■ **ACTION ITEM**: In the material below, the lines to reproduce exactly are the one containing "use serde::Deserialize;" and all lines after it through the last.

■ **RECORD EXTRACTS**:
------------------------------------------------------------------------
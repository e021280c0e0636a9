use serde::Deserialize;

/// Subordinate-station offsets: corrections applied to a reference station's
/// synthesized extrema to approximate a nearby station without its own
/// harmonic analysis. Height offsets are multiplicative; time offsets are in
/// minutes.
#[derive(Debug, Clone, PartialEq, Deserialize)]
pub struct TidePredOffsets {
    #[serde(default)]
    pub ref_station_id: String,
    pub height_offset_high_tide: f64,
    pub height_offset_low_tide: f64,
    pub time_offset_high_tide: f64,
    pub time_offset_low_tide: f64,
}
------------------------------------------------------------------------
■ **ANSWER AREA**:
use serde::Deserialize;

/// Subordinate-station offsets: corrections applied to a reference station's
/// synthesized extrema to approximate a nearby station without its own
/// harmonic analysis. Height offsets are multiplicative; time offsets are in
/// minutes.
#[derive(Debug, Clone, PartialEq, Deserialize)]
pub struct TidePredOffsets {
    #[serde(default)]
    pub ref_station_id: String,
    pub height_offset_high_tide: f64,
    pub height_offset_low_tide: f64,
    pub time_offset_high_tide: f64,
    pub time_offset_low_tide: f64,
}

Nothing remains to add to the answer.